La deuxième nuit que j’ai passée au village restera gra­vée à tout jamais dans ma mémoire. Monique m’avait proposé de choisir un déguisement et un scénario pour une petite say­nète à ma convenance. Elle avait sorti tous les costumes de la malle, je les regardais attentivement. J’aurais voulu porter une guêpière comme celles que j’avais entraperçues dans des re­vues cochonnes, mais il n’y avait que des corsets à lacets et à rubans… j’étais un peu déçue, car je ne les trouvais pas très excitants.

Monique me demanda à quoi je pensais, je lui livrais ma déception, le terme est trop fort, elle m’expliqua alors mon erreur. Elle me raconta comme elle trouvait agréable le laçage, quand elle avait le souffle presque coupé et combien le côté désuet du tissu blanc et rose fané augmentait son plaisir. Elle me proposa d’en essayer un. Il y avait cinq corsets en tout, de différentes tailles, de différentes périodes et de différentes provenances.

Je me déshabillai, à la fois excitée à l’idée de le faire de­vant Monique et à la fois un peu anxieuse à l’idée qu’elle ne me regarde pas comme je rêvais qu’elle le fasse. Non seulement, elle ne détourna pas les yeux, mais au contraire, me regarda ouvertement, me demandant de tourner sur moi-même, de lever les bras comme une danseuse, de me cambrer un peu plus. Je voulus savoir si c’était pour deviner quel corset m’irait le mieux.

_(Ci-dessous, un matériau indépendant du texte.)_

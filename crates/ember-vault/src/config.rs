//! Vault configuration.
//!
//! Provides [`VaultConfig`] with defaults matching
//! [`ember_core::constants`]. Values are layered: built-in defaults, then an
//! optional TOML file, then `EMBER_`-prefixed environment variables with `__`
//! between nested keys (`EMBER_MULTIPLIER__CAP_BPS=20000`).

use std::path::{Path, PathBuf};

use config::{Config, Environment, File};
use serde::{Deserialize, Serialize};

use ember_core::error::VaultError;
use ember_core::types::MultiplierParams;

/// Environment variable prefix.
pub const ENV_PREFIX: &str = "EMBER";

#[derive(Debug, Clone, PartialEq, Eq, Serialize, Deserialize)]
#[serde(default)]
pub struct VaultConfig {
    /// Loyalty multiplier parameters.
    pub multiplier: MultiplierParams,
    /// Log level filter string (e.g. "info", "debug", "ember_vault=trace").
    pub log_level: String,
}

impl Default for VaultConfig {
    fn default() -> Self {
        Self {
            multiplier: MultiplierParams::default(),
            log_level: "info".to_string(),
        }
    }
}

impl VaultConfig {
    /// Load configuration from `path` (if given and present) and the
    /// environment, on top of the defaults.
    ///
    /// # Errors
    ///
    /// - [`VaultError::InvalidConfig`] if a source fails to parse or the
    ///   result does not validate
    pub fn load(path: Option<&Path>) -> Result<Self, VaultError> {
        let defaults = Config::try_from(&VaultConfig::default()).map_err(invalid)?;
        let mut builder = Config::builder().add_source(defaults);
        if let Some(path) = path {
            builder = builder.add_source(File::from(path).required(false));
        }
        let cfg: VaultConfig = builder
            .add_source(
                Environment::with_prefix(ENV_PREFIX)
                    .prefix_separator("_")
                    .separator("__")
                    .try_parsing(true),
            )
            .build()
            .map_err(invalid)?
            .try_deserialize()
            .map_err(invalid)?;
        cfg.validate()?;
        Ok(cfg)
    }

    /// Reject multiplier parameters the engine cannot use.
    pub fn validate(&self) -> Result<(), VaultError> {
        self.multiplier.validate()
    }

    /// Default location of the config file: `<config_dir>/ember/vault.toml`.
    pub fn default_path() -> PathBuf {
        dirs::config_dir()
            .unwrap_or_else(|| PathBuf::from("."))
            .join("ember")
            .join("vault.toml")
    }
}

fn invalid(e: config::ConfigError) -> VaultError {
    VaultError::InvalidConfig(e.to_string())
}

Elle éclata de rire et me répondit que non, que c’était juste pour m’admirer davantage, qu’elle me trouvait très belle et super bien gaulée. Je rougis, elle s’agenouilla devant moi et marmonna. Je lui demandai ce qu’elle disait, elle me répondit par Quand le mari de Nathalie a vu ma grand-mère à poil, la pre­mière fois, il est resté bloqué sur les poils de son pubis, il n’en avait jamais vus d’aussi blonds Ta toison me fait le même effet…” Je lui rétorquai que je ne suis pas blonde, elle haussa les épaules et me sourit Merci, j’avais cru remarquer !”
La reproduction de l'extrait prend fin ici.